Queensland Lacebark, Brachychiton discolor.

Queensland Lacebark, Brachychiton discolor.

It is my belief as a conservationist and a gardener who has been actively gardening with climate change for forty years, that the world in general and Australia in particular, will delay cutting greenhouse emissions and therefore ensuring catastrophic climate change will occur.

Factoring all this together, I can only suggest the following as ‘climate change winners’ up to 2040. In other words, for one human generation.

For longer term success, I would review the progress of these trees ten years after planting.

It’s hard to imagine that fifty percent of animals have died since the 1970’s, but recent catastrophic fish kills in the Murray-Darling Basin demonstrates that while a natural system appears to cope with ongoing change, once a tipping point has passed things change dramatically.

Jelly palm, Butia capitata, Goondiwindi.

Jelly palm, Butia capitata, Goondiwindi.

All life on Earth is now experimental. Thanks to a lack of Australian political climate leadership, we grow crops and plant gardens in uncharted climate territory. If this is the future of gardening, then we must embrace experimental tree planting for shade, food, fodder and biodiversity.

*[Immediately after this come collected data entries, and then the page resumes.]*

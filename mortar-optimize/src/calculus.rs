use mortar_traits::Real;
use nalgebra::{DMatrix, DMatrixViewMut, DVector, DVectorView, DVectorViewMut, Scalar};
use numeric_literals::replace_float_literals;
use std::error::Error;

pub trait VectorFunction<T>
where
    T: Scalar,
{
    fn dimension(&self) -> usize;
    fn eval_into(&mut self, f: &mut DVectorViewMut<T>, x: &DVectorView<T>);
}

impl<T, X> VectorFunction<T> for &mut X
where
    T: Scalar,
    X: VectorFunction<T>,
{
    fn dimension(&self) -> usize {
        X::dimension(self)
    }

    fn eval_into(&mut self, f: &mut DVectorViewMut<T>, x: &DVectorView<T>) {
        X::eval_into(self, f, x)
    }
}

pub trait DifferentiableVectorFunction<T>: VectorFunction<T>
where
    T: Scalar,
{
    /// Solves `J(x) sol = rhs`, where `J` is the Jacobian of the function at `x`.
    fn solve_jacobian_system(
        &mut self,
        sol: &mut DVectorViewMut<T>,
        x: &DVectorView<T>,
        rhs: &DVectorView<T>,
    ) -> Result<(), Box<dyn Error + Send + Sync>>;
}

impl<T, X> DifferentiableVectorFunction<T> for &mut X
where
    T: Scalar,
    X: DifferentiableVectorFunction<T>,
{
    fn solve_jacobian_system(
        &mut self,
        sol: &mut DVectorViewMut<T>,
        x: &DVectorView<T>,
        rhs: &DVectorView<T>,
    ) -> Result<(), Box<dyn Error + Send + Sync>> {
        X::solve_jacobian_system(self, sol, x, rhs)
    }
}

/// Approximates the Jacobian of a vector function evaluated at `x`, using
/// central finite differences with resolution `h`.
pub fn approximate_jacobian<T>(mut f: impl VectorFunction<T>, x: &DVector<T>, h: &T) -> DMatrix<T>
where
    T: Real,
{
    let out_dim = f.dimension();
    let mut result = DMatrix::zeros(out_dim, x.len());
    let mut x = x.clone();
    approximate_jacobian_fd_into(
        &mut result,
        |x, mut out| f.eval_into(&mut out, &x),
        &mut x,
        *h,
    );
    result
}

/// Approximates the gradient of a scalar function with central finite differences.
#[replace_float_literals(T::from_f64(literal).expect("Literal must fit in T"))]
pub fn approximate_gradient_fd<T>(mut f: impl FnMut(DVectorView<T>) -> T, x: &DVector<T>, h: T) -> DVector<T>
where
    T: Real,
{
    let mut x = x.clone();
    let mut gradient = DVector::zeros(x.len());
    for i in 0..x.len() {
        let xi = x[i];
        x[i] = xi + h;
        let f_plus = f(DVectorView::from(&x));
        x[i] = xi - h;
        let f_minus = f(DVectorView::from(&x));
        x[i] = xi;
        gradient[i] = (f_plus - f_minus) / (2.0 * h);
    }
    gradient
}

/// Approximates the `m x n` Jacobian of `f` at `x` with central finite differences.
///
/// `f(x, out)` must write the `m` function values into `out`. The entries of `x` are perturbed
/// one at a time and restored afterwards.
pub fn approximate_jacobian_fd_into<'a, T>(
    jacobian: impl Into<DMatrixViewMut<'a, T>>,
    f: impl FnMut(DVectorView<T>, DVectorViewMut<T>),
    x: impl Into<DVectorViewMut<'a, T>>,
    h: T,
) where
    T: Real,
{
    approximate_jacobian_fd_into_(jacobian.into(), f, x.into(), h);
}

#[replace_float_literals(T::from_f64(literal).expect("Literal must fit in T"))]
fn approximate_jacobian_fd_into_<T>(
    mut j: DMatrixViewMut<T>,
    mut f: impl FnMut(DVectorView<T>, DVectorViewMut<T>),
    mut x: DVectorViewMut<T>,
    h: T,
) where
    T: Real,
{
    let m = j.nrows();
    let n = x.len();
    assert_eq!(n, j.ncols());

    let mut f_plus = DVector::zeros(m);
    let mut f_minus = DVector::zeros(m);

    for i in 0..n {
        // df_dxi ~ (f(x + h e_i) - f(x - h e_i)) / (2 h)
        let xi = x[i];
        x[i] = xi + h;
        f(DVectorView::from(&x), DVectorViewMut::from(&mut f_plus));
        x[i] = xi - h;
        f(DVectorView::from(&x), DVectorViewMut::from(&mut f_minus));
        x[i] = xi;

        let mut df_dxi = j.column_mut(i);
        df_dxi.copy_from(&f_plus);
        df_dxi -= &f_minus;
        df_dxi /= 2.0 * h;
    }
}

Personally speaking, I do not believe the future is a predetermined destination, it is a consequence of the small, everyday choices each one of us makes. That’s why I founded Bellis in 2003.

Happy tree planting!

Native species
Araucaria cunninghamiana;
Atalaya hemiglauca;
Brachychiton australis, B. bidwillii, B. populneus, B. discolor, B. rupestris (all briefly deciduous);
Eucalyptus argophloia;
Eucalyptus melanophloia;
Eucalyptus melliodora;
E. tereticornis;
Geijera parvifolia;
Grevillea robusta (briefly deciduous in late winter – spring);
Syzygium australe, S. luehmannii (latter is unaffected by sap-sucking psyllid if you wish to plant a good looking hedge);

Robinia pseudoacacia 'Inermis', Bingara.

Robinia pseudoacacia ‘Inermis’, Bingara.

Exotic species
Albizia julibrissin;
Bolusanthus speciosus;
Butia capitata;
Citharexylum montividense (briefly deciduous in late winter – spring);
Cupressus arizonica;
Ficus carica (winter deciduous);
Fraxinus oxycarpa (winter deciduous);
Handroanthus chrysanthus (still being sold under the old, redundant name of Tabebuia chrysanthus. Briefly deciduous during winter to spring);
Liriodendron tulipifera (winter deciduous);
Liquidambar styraciflua (winter deciduous);
Olea europaea
Phoenix canariensis, P. sylvestris (latter accepts semi-saline irrigation water);
Phytolacca dioica;
Pistacia vera (winter deciduous);
Quercus suber;
Robinia pseudoacacia (winter deciduous);

Kind regards

Jerry Coleby-Williams
Founder of Bellis, Brisbane’s award-winning, affordable sustainable house and garden
Director, Seed Saver’s Network
Patron, National Toxics Network
Patron, Householder’s Options for Protecting the Environment
2nd February 2019

Fallen leaves of fiddle-wood, Citharexylum montividense, near Mt Crosby.

Fallen leaves of fiddle-wood, Citharexylum montividense, near Mt Crosby.